Obike lässt in Hamburg 10.000 Fahrräder verrotten

Das Teilen von Fahrrädern liegt im Trend. Firmen wie Stadtrad vergrößern ihre Flotten von Jahr zu Jahr und ermöglichen den unkomplizierten, umweltfreundlichen Trip durch die City. Doch zugleich wachsen in mehreren deutschen Städten die Probleme mit den silber-gelben Leihrädern von Obike. Der Anbieter eines Bike-Sharing-Systems hat kürzlich Insolvenz angemeldet: Nun stehen Hunderte Räder im Weg und sind häufig Ziel von Vandalismus.

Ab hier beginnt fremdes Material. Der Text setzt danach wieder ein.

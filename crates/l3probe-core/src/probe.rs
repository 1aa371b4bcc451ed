use crate::memory::{BytePointer, Memory, MemoryError, read_u32_volatile};
use crate::util::{READ_WIDTH, Size};
use log::debug;

/// Buffer holding the probed word.
///
/// Only the word at `offset` is ever read. The remaining bytes exist so that the
/// probe region is as large as the eviction region.
#[derive(Debug)]
pub struct ProbeBuffer {
    memory: Memory,
    offset: usize,
    target: *const u8,
}

impl ProbeBuffer {
    /// Maps a probe buffer of `len` bytes and targets the word at `offset`.
    ///
    /// # Errors
    ///
    /// Returns an error if the buffer cannot be mapped.
    ///
    /// # Panics
    ///
    /// Panics if the probed word does not fit into the buffer.
    pub fn new(len: usize, offset: usize) -> Result<Self, MemoryError> {
        assert!(
            offset
                .checked_add(READ_WIDTH)
                .is_some_and(|end| end <= len),
            "probe offset {} does not fit into {} bytes",
            offset,
            len
        );
        let memory = Memory::mmap(len)?;
        let target = memory.addr(offset) as *const u8;
        debug!(
            "Probe buffer: {} probing {:p} (offset {})",
            Size::from_bytes(len),
            target,
            offset
        );
        Ok(ProbeBuffer {
            memory,
            offset,
            target,
        })
    }

    /// Reads the probed word once.
    #[inline(always)]
    pub fn probe(&self) -> u32 {
        // offset + READ_WIDTH <= len, checked in new
        unsafe { read_u32_volatile(self.target) }
    }

    /// Address of the probed word.
    pub fn target(&self) -> *const u8 {
        self.target
    }

    /// Offset of the probed word.
    pub fn offset(&self) -> usize {
        self.offset
    }

    /// Buffer length in bytes.
    pub fn len(&self) -> usize {
        self.memory.len()
    }

    /// Always false, the buffer is never empty.
    pub fn is_empty(&self) -> bool {
        self.memory.len() == 0
    }
}
use serde::{Deserialize, Serialize};
use std::fs::File;
use std::io::BufReader;
use std::path::Path;
use thiserror::Error;

use crate::util::{
    DEFAULT_BUFFER_SIZE, DEFAULT_PROBE_OFFSET, DEFAULT_ROUNDS, DEFAULT_STRIDE, READ_WIDTH,
};

/// Errors that can occur when loading a [`ProbeConfig`] file.
#[derive(Debug, Error)]
#[allow(missing_docs)]
pub enum ConfigError {
    #[error(transparent)]
    IoError(#[from] std::io::Error),
    #[error(transparent)]
    JsonError(#[from] serde_json::Error),
}

/// Configuration parameters for a probe run.
///
/// Missing fields in a config file fall back to their [`Default`] values.
#[derive(Clone, Debug, PartialEq, Eq, Serialize, Deserialize)]
#[serde(default, deny_unknown_fields)]
pub struct ProbeConfig {
    /// Number of measurement rounds
    pub rounds: u64,
    /// Size of the eviction buffer and of the probe buffer in bytes
    pub buffer_size: usize,
    /// Distance between two reads of the eviction sweep in bytes
    pub stride: usize,
    /// Offset of the probed value inside the probe buffer
    pub probe_offset: usize,
    /// Record the raw timings of every round
    pub keep_samples: bool,
}

impl Default for ProbeConfig {
    fn default() -> Self {
        Self {
            rounds: DEFAULT_ROUNDS,
            buffer_size: DEFAULT_BUFFER_SIZE,
            stride: DEFAULT_STRIDE,
            probe_offset: DEFAULT_PROBE_OFFSET,
            keep_samples: false,
        }
    }
}

impl ProbeConfig {
    /// Loads configuration from a JSON file.
    ///
    /// # Errors
    ///
    /// Returns an error if the file cannot be opened or is not a valid config.
    pub fn from_jsonfile<P: AsRef<Path>>(filepath: P) -> Result<Self, ConfigError> {
        let file = File::open(filepath)?;
        let config = serde_json::from_reader(BufReader::new(file))?;
        Ok(config)
    }

    /// Checks that a prober can be built from this config.
    ///
    /// # Errors
    ///
    /// Returns a description of the first violated constraint.
    pub fn validate(&self) -> Result<(), String> {
        if self.rounds == 0 {
            return Err("rounds must be greater than 0".into());
        }
        if self.stride == 0 {
            return Err("stride must be greater than 0".into());
        }
        if self.buffer_size < READ_WIDTH {
            return Err(format!(
                "buffer size ({}) must be at least {} bytes",
                self.buffer_size, READ_WIDTH
            ));
        }
        if self
            .probe_offset
            .checked_add(READ_WIDTH)
            .is_none_or(|end| end > self.buffer_size)
        {
            return Err(format!(
                "probe offset ({}) plus {} bytes exceeds buffer size ({})",
                self.probe_offset, READ_WIDTH, self.buffer_size
            ));
        }
        Ok(())
    }
}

Zwar habe das Unternehmen aus Singapur Städten wie München oder Hannover versprochen, alle oder einige Räder wegzuräumen. Passiert sei aber nicht viel, heißt es von diversen Behörden.

In Hamburg hat Obike ein besonderes “Denkmal” an seine Versuche hinterlassen, den Markt des Bike-Sharing zu erobern. In einer Halle in Barsbüttel stehen 10.000 Fahrräder von Obike – bloß ist nie jemand damit gefahren. Der Hintergrund: In der Hansestadt hatte der Anbieter laut Verkehrsbehörde Mitte 2017 versucht, einen Fuß in den Markt zu bekommen, daraus wurde aber nichts. Nun hat Harald Ploß das Problem: Der Unternehmer hat die Lagerhalle in der Gemeinde an der Hamburger Stadtgrenze an Obike vermietet, doch er kommt an die Firma nicht mehr heran.